_Extracted information_.
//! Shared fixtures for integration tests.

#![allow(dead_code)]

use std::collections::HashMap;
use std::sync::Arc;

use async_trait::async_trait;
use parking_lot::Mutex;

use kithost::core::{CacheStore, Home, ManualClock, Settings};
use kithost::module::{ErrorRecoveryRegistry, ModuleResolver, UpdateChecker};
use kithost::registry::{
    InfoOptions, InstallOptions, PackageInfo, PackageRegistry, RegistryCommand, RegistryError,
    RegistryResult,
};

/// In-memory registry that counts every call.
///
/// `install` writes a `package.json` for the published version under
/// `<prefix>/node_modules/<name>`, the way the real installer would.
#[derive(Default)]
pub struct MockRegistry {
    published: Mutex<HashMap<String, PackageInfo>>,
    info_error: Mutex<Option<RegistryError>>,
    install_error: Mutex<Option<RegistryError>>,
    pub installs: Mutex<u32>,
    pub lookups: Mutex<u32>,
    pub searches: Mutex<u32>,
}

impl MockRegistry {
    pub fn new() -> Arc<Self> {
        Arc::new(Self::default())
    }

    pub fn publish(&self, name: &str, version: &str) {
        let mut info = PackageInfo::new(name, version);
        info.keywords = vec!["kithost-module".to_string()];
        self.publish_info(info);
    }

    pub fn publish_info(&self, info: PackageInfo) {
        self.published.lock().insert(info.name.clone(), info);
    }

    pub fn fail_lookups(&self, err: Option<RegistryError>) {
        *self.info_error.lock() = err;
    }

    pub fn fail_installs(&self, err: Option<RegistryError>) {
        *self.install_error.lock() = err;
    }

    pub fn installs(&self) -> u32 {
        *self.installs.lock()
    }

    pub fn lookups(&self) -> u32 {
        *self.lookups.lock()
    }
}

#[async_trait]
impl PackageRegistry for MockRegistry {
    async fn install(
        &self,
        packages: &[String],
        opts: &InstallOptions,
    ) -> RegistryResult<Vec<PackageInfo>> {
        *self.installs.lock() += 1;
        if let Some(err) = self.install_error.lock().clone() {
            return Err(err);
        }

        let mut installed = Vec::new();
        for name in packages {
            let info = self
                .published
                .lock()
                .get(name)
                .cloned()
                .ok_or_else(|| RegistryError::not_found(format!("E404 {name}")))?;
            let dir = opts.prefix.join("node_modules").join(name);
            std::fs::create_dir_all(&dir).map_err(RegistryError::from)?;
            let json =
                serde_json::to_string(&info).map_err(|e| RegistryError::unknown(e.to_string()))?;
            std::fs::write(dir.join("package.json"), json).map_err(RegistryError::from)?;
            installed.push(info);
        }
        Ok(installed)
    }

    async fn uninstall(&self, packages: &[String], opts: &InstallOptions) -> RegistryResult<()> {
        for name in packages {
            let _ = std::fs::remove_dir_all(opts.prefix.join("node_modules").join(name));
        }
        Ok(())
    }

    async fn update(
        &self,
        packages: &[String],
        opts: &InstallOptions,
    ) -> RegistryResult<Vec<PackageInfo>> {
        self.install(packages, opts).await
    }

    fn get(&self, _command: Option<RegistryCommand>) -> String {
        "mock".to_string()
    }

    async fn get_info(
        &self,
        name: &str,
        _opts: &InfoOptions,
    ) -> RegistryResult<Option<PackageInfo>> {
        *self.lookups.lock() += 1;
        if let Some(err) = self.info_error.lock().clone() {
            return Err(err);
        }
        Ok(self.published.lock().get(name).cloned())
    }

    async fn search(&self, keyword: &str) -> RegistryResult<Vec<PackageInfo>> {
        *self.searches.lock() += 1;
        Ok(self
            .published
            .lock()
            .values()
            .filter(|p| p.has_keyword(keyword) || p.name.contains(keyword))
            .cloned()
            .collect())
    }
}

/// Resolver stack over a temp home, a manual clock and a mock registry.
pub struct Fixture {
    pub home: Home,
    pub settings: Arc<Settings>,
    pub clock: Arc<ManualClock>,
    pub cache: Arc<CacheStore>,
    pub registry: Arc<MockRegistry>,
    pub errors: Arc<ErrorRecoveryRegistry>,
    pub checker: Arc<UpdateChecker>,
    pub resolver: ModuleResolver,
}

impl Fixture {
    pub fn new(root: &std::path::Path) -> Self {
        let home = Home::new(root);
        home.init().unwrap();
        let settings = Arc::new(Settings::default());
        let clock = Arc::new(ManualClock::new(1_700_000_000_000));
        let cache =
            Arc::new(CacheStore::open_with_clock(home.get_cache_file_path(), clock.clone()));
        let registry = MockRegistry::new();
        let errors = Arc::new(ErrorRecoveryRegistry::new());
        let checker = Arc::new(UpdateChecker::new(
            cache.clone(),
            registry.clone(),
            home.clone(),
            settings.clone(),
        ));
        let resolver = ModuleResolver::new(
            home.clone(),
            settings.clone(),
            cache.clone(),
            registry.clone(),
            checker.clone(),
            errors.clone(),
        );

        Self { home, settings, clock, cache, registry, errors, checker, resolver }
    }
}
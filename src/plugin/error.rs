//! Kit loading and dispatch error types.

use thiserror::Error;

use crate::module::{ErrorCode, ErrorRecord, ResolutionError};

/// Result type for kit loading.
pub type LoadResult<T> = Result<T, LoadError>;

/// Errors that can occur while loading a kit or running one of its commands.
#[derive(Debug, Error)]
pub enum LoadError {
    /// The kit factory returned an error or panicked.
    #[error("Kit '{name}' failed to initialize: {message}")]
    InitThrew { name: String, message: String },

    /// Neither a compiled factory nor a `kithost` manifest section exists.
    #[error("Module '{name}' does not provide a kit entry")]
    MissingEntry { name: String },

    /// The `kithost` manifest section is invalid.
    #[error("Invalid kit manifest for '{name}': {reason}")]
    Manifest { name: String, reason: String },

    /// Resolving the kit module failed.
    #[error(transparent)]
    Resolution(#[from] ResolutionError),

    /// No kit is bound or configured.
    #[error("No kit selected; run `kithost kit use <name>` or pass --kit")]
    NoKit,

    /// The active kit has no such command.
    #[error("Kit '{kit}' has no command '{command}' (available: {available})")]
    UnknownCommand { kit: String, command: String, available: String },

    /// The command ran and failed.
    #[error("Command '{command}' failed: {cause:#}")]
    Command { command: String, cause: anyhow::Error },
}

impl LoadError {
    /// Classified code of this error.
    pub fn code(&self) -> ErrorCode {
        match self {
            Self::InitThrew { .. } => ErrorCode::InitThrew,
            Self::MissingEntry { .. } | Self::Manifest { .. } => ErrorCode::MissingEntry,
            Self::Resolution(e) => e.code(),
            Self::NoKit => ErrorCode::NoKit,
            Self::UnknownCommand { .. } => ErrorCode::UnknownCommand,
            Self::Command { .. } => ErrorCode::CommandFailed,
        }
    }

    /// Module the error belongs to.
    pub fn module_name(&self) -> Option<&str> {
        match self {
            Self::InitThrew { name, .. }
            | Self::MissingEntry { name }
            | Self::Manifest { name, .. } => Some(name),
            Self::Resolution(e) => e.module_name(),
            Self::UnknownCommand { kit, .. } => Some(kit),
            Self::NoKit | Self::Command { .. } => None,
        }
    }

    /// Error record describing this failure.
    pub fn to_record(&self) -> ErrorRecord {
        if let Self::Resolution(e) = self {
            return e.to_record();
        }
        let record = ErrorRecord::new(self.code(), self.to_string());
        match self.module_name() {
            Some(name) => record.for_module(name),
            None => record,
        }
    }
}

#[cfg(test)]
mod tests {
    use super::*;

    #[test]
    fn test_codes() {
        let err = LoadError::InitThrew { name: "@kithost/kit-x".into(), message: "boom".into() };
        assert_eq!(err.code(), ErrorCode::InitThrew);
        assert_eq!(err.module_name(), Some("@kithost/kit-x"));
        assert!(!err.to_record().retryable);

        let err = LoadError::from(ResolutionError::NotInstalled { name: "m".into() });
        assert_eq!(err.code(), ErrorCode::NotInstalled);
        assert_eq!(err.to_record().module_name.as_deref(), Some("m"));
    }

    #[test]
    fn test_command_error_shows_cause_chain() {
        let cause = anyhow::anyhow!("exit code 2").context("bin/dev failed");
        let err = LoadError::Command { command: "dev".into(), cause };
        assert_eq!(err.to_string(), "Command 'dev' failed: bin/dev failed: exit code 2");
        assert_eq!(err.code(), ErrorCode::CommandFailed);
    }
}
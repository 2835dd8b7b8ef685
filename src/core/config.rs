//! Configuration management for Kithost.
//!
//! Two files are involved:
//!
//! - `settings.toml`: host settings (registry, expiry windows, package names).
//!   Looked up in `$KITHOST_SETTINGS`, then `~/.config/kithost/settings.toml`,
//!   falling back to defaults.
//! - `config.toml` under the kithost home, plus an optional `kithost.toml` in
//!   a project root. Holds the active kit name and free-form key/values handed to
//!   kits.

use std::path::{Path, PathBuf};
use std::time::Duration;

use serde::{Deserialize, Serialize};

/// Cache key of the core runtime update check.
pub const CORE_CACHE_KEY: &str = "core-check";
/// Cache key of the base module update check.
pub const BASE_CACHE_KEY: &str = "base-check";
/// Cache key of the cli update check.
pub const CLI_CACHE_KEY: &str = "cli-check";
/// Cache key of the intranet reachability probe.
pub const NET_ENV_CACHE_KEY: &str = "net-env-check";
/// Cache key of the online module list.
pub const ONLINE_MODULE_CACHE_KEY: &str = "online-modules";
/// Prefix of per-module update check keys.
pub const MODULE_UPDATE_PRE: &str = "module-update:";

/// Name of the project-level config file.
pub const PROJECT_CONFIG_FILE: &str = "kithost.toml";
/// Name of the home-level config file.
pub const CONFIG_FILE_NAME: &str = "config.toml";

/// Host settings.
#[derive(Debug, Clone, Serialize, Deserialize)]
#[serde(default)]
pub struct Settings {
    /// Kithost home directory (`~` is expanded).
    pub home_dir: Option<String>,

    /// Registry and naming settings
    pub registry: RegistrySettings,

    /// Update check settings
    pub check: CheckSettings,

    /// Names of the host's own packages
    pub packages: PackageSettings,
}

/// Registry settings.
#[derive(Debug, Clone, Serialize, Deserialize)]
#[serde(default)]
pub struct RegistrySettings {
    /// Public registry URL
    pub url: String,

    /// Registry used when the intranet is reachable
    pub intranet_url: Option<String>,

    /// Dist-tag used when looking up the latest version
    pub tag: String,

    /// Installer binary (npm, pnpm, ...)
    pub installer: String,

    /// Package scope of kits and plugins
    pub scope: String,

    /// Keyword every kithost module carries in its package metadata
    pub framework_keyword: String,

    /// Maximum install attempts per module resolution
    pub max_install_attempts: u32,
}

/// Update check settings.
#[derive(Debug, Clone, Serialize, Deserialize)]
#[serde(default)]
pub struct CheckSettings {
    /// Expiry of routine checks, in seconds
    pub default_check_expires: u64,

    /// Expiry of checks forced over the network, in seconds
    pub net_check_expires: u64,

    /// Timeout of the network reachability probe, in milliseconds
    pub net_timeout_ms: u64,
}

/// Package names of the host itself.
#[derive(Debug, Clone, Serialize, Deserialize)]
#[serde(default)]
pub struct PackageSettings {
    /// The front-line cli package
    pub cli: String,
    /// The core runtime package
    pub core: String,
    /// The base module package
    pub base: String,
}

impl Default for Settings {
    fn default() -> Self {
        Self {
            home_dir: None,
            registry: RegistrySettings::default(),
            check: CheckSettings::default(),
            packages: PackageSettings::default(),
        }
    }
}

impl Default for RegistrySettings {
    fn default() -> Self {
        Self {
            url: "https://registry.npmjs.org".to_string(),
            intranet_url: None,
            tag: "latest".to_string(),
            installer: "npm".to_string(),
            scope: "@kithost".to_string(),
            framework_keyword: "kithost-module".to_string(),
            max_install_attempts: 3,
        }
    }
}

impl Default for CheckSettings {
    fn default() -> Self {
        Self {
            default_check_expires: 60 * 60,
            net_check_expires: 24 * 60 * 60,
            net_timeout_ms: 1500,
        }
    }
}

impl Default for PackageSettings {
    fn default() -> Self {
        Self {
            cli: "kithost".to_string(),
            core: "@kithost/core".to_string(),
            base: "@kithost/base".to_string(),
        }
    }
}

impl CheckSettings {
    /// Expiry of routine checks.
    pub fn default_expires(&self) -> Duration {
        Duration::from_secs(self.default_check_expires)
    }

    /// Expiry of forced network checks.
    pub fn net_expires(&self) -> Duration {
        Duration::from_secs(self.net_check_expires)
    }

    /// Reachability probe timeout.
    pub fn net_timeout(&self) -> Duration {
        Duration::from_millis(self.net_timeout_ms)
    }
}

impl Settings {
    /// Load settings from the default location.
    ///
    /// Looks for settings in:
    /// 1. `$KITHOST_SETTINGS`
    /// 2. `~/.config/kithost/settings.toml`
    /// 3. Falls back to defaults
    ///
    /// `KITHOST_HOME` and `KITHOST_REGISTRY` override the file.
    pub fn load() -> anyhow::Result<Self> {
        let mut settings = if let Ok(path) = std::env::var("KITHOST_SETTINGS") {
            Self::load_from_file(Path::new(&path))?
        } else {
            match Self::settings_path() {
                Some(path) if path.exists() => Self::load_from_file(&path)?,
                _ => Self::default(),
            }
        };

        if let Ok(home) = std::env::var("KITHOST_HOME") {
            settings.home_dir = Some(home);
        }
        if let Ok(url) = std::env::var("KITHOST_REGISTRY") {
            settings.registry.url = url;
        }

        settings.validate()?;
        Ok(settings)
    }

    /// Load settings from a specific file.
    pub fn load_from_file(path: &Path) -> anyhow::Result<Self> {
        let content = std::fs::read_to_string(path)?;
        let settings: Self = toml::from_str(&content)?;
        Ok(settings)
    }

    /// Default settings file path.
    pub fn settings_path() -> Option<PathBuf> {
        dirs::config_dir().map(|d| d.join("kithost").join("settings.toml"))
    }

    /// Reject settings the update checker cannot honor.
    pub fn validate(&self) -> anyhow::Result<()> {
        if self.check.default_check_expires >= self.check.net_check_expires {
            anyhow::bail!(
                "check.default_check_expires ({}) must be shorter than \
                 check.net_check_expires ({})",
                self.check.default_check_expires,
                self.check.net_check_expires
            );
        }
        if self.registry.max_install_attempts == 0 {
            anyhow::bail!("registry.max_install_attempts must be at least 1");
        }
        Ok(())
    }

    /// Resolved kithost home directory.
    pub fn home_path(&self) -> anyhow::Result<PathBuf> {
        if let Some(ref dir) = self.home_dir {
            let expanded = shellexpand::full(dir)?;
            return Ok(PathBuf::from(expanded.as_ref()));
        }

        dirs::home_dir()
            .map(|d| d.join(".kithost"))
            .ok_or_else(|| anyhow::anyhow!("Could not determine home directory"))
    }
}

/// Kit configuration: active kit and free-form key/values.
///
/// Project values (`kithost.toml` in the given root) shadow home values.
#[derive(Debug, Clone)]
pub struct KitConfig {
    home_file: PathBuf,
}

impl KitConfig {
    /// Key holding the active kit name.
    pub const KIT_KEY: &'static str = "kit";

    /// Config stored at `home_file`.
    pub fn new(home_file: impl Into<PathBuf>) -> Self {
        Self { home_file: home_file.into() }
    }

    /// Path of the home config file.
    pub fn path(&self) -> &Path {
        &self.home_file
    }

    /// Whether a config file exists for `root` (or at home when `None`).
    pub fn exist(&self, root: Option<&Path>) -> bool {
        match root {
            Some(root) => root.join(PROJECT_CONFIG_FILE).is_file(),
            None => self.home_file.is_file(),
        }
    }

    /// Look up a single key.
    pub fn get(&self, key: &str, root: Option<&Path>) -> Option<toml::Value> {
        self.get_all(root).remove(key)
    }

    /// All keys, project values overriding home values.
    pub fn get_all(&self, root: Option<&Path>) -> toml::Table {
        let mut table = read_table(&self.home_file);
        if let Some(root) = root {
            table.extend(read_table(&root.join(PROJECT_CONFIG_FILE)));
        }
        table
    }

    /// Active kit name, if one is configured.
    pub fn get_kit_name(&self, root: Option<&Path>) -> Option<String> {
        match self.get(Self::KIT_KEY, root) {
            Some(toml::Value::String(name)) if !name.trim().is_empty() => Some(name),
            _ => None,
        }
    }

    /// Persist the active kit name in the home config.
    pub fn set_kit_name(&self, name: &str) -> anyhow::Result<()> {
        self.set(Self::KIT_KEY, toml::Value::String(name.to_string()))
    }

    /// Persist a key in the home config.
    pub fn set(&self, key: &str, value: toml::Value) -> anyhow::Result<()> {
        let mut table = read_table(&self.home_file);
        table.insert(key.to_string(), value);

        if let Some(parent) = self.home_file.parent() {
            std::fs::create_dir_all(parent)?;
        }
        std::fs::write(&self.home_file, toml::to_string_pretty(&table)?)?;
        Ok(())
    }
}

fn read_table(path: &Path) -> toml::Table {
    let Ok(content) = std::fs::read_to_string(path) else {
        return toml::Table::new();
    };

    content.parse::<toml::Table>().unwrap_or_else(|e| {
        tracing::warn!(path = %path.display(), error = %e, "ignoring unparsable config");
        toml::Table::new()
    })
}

_What you should do_. Each line of the listing that includes the word "CommandFailed" should be copied out.

_Task result_.
            Self::Command { .. } => ErrorCode::CommandFailed,
        assert_eq!(err.code(), ErrorCode::CommandFailed);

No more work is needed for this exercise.